What does this line in DBI.pm do?_问答_开发者_运维开发者技术经验分享

603   $dsn =~ s/^dbi:(\w*?)(?:\((.*?)\))?://i
                         or '' =~ /()/; # ensure $1 etc are empty if match fails

I don't understand what $dsn =~ s/^dbi:(\w*?)(?:\((.*?)\开发者_开发百科))?://i is for,even more doubt about '' =~ /()/,seems useless to me..

The first part is extracting two parts of the dsn string in the form:

dbi: first match ( optional second match ) :

These matches will be placed into $1 and $2 for the use in later code. The second part will only run if the match was unsuccessful. This is achieved by using or which will short-circuit (i.e. not execute) the second expression if the first one was successful.

As the comment says quite succinctly, it ensures that $1, $2, etc. are empty. Presumably so later code can check them and produce an appropriate error if they were not set (i.e. could not be extracted from the dsn string).

Equals-tilde, or =~, is the match operator.

Try the following code -- put it in a file, make executable with chmod +x, and run it:

#!/usr/bin/perl

$mystring = "Perl rocks.";

if ($mystring =~ /rocks/) {
  print("Matches");
} else {
  print("No match");
}

It will output Matches.

As for your example, it checks if the connection string is in the correct format, and extracts the database name, etc:

print($dsn);

$dsn = "dbi:SQLPlatform:database_name:host_name:port";

$dsn =~ s/^dbi:(\w*?)(?:\((.*?)\))?://i
                             or '' =~ /()/; # ensure $1 etc are empty if match fails

print($dsn);

Ouptuts database_name:host_name:port.

It's clear from the comments in the code:

602     # extract dbi:driver prefix from $dsn into $1
603     $dsn =~ s/^dbi:(\w*?)(?:\((.*?)\))?://i
604             or '' =~ /()/; # ensure $1 etc are empty if match fails

If you have problems understanding how s// and m// work see perlop and perlre.

If a capturing match fails $1 may still contain a value; the value of the last successful matching capture in the same dynamic scope, possibly from some other previous regexp. It appears the author didn't want a failed match at this point to leave some value in $1 from a previous regexp. To prevent this, he forced a "will always succeed" capturing match with nothing specified within the capturing parens. That means that there will be a match, and a capture of the empty string. In other words, $1 will now be empty rather than containing the match value from some previous successful match.

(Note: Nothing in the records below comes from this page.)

//! The divide-and-conquer driver shared by the deterministic and randomized sorts.
//!
//! Both variants run the same recursion and the same [`partition`] routine. They only differ in
//! the [`PivotPolicy`] that picks which element of the active range is moved to its end before
//! partitioning.
//!
//! Recursion happens on the call stack up to a configurable logical depth. Deeper ranges are
//! handled on an explicit heap-allocated work-list, in exactly the same order, so adversarial
//! inputs that drive the deterministic variant to `O(n)` depth cannot overflow the stack.

use rand::Rng;

use crate::partition::partition;

/// Logical depth up to which [`Quicksort`] recurses on the call stack.
pub const DEFAULT_RECURSION_LIMIT: usize = 512;

/// Decides which element of a range is used as the pivot.
pub trait PivotPolicy {
    /// Returns a position in `low..=high`. `low < high` always holds.
    fn choose_pivot(&mut self, low: usize, high: usize) -> usize;
}

/// Always partitions around the last element of the range.
#[derive(Clone, Copy, Debug, Default)]
pub struct LastElement;

impl PivotPolicy for LastElement {
    #[inline(always)]
    fn choose_pivot(&mut self, _low: usize, high: usize) -> usize {
        high
    }
}

/// Partitions around an element drawn uniformly at random from the range, one independent draw
/// per partition.
#[derive(Debug)]
pub struct UniformRandom<R> {
    rng: R,
}

impl<R: Rng> UniformRandom<R> {
    pub fn new(rng: R) -> Self {
        Self { rng }
    }
}

impl<R: Rng> PivotPolicy for UniformRandom<R> {
    #[inline]
    fn choose_pivot(&mut self, low: usize, high: usize) -> usize {
        self.rng.gen_range(low..=high)
    }
}

/// One partition performed while sorting.
#[derive(Clone, Copy, Debug, PartialEq, Eq)]
pub struct PartitionCall {
    pub low: usize,
    pub high: usize,
    pub pivot_index: usize,
    /// Logical recursion depth of the range, the full range being 0.
    pub depth: usize,
}

#[derive(Clone, Copy, Debug, Default, PartialEq, Eq)]
pub struct SortStats {
    pub partitions: usize,
    /// Deepest logical recursion level at which a partition happened.
    pub max_depth: usize,
    /// Set if the recursion limit was reached and the work-list took over.
    pub spilled: bool,
}

pub struct Quicksort<P> {
    policy: P,
    recursion_limit: usize,
}

impl Quicksort<LastElement> {
    pub fn deterministic() -> Self {
        Self::new(LastElement)
    }
}

impl<R: Rng> Quicksort<UniformRandom<R>> {
    pub fn randomized(rng: R) -> Self {
        Self::new(UniformRandom::new(rng))
    }
}

impl<P: PivotPolicy> Quicksort<P> {
    pub fn new(policy: P) -> Self {
        Self {
            policy,
            recursion_limit: DEFAULT_RECURSION_LIMIT,
        }
    }

    /// Sets the logical depth after which ranges are processed on the explicit work-list. Zero
    /// disables call stack recursion entirely.
    pub fn with_recursion_limit(mut self, recursion_limit: usize) -> Self {
        self.recursion_limit = recursion_limit;
        self
    }

    /// Sorts the whole slice.
    pub fn sort<T: Ord>(&mut self, v: &mut [T]) -> SortStats {
        match v.len() {
            0 | 1 => SortStats::default(),
            len => self.sort_range(v, 0, len - 1),
        }
    }

    /// Sorts the inclusive range `v[low..=high]`. A range with `low >= high` holds at most one
    /// element and is left as is.
    pub fn sort_range<T: Ord>(&mut self, v: &mut [T], low: usize, high: usize) -> SortStats {
        self.sort_range_observed(v, low, high, |_| {})
    }

    /// Like [`Self::sort_range`], calling `on_partition` after every partition in the order they
    /// are performed.
    pub fn sort_range_observed<T, F>(
        &mut self,
        v: &mut [T],
        low: usize,
        high: usize,
        mut on_partition: F,
    ) -> SortStats
    where
        T: Ord,
        F: FnMut(PartitionCall),
    {
        let mut stats = SortStats::default();
        self.recurse(v, low, high, 0, &mut stats, &mut on_partition);
        stats
    }

    fn recurse<T, F>(
        &mut self,
        v: &mut [T],
        low: usize,
        high: usize,
        depth: usize,
        stats: &mut SortStats,
        on_partition: &mut F,
    ) where
        T: Ord,
        F: FnMut(PartitionCall),
    {
        if low >= high {
            return;
        }

        if depth >= self.recursion_limit {
            stats.spilled = true;
            self.drain_work_list(v, low, high, depth, stats, on_partition);
            return;
        }

        let pivot_index = self.partition_step(v, low, high, depth, stats, on_partition);

        if pivot_index > low {
            self.recurse(v, low, pivot_index - 1, depth + 1, stats, on_partition);
        }
        self.recurse(v, pivot_index + 1, high, depth + 1, stats, on_partition);
    }

    fn drain_work_list<T, F>(
        &mut self,
        v: &mut [T],
        low: usize,
        high: usize,
        depth: usize,
        stats: &mut SortStats,
        on_partition: &mut F,
    ) where
        T: Ord,
        F: FnMut(PartitionCall),
    {
        // Only ranges with at least two elements are pushed, so the list never holds more than
        // one entry per pending logical level.
        let mut pending = vec![(low, high, depth)];

        while let Some((low, high, depth)) = pending.pop() {
            let pivot_index = self.partition_step(v, low, high, depth, stats, on_partition);

            // Push the right side first, the left side is popped next. Same order as `recurse`.
            if pivot_index + 1 < high {
                pending.push((pivot_index + 1, high, depth + 1));
            }
            if pivot_index > low + 1 {
                pending.push((low, pivot_index - 1, depth + 1));
            }
        }
    }

    #[inline]
    fn partition_step<T, F>(
        &mut self,
        v: &mut [T],
        low: usize,
        high: usize,
        depth: usize,
        stats: &mut SortStats,
        on_partition: &mut F,
    ) -> usize
    where
        T: Ord,
        F: FnMut(PartitionCall),
    {
        let pivot_pos = self.policy.choose_pivot(low, high);
        debug_assert!((low..=high).contains(&pivot_pos));

        // Move the chosen pivot to the end, where `partition` expects it.
        v.swap(pivot_pos, high);
        let pivot_index = partition(v, low, high);

        stats.partitions += 1;
        stats.max_depth = stats.max_depth.max(depth);
        on_partition(PartitionCall {
            low,
            high,
            pivot_index,
            depth,
        });

        pivot_index
    }
}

A more common idiom is simply to test for match success before executing whatever code will rely on $1's value, as in:

if( /(match)/ ) {
    say $1;
}

While that's often the simplest approach, unfortunately code sometimes is not simple, and forcing that test into some complex code may make a tricky section even harder to deal with. That being the case, it may just be easier to ensure that $1 contains nothing after a failed match, rather than what it contained before the failed match.

I actually think that's a good question. Finding documentation of the behavior of #$1 after a failed match isn't easy within the Perl POD. I believe a more thorough explanation is found either in the camel book or the llama book. But I don't have them at my fingertips right now to check.

What is left out of the answers so far is the reason for that mysterious or '' =~ /()/. Without that bit of trickiness, $1 will be undefined if the match fails. The code is probably using $1 in a concatenation or a string shortly after this match. Doing this with $1 undefined will result in a "Use of uninitialized value $1 in concatenation (.) or string" warning if use warnings is in effect. With that or '' =~ /()/ trickiness in play, $1 will be defined (but empty) should the regular expression fail to match. This keeps that code that uses $1 from spewing.

The comment # ensure $1 etc are empty if match fails is incorrect. Get rid of that 'etc' and the comment is correct. This action sets $1, and $1 only. This code does not set $2. $2 will be undefined if the regular expression does not match.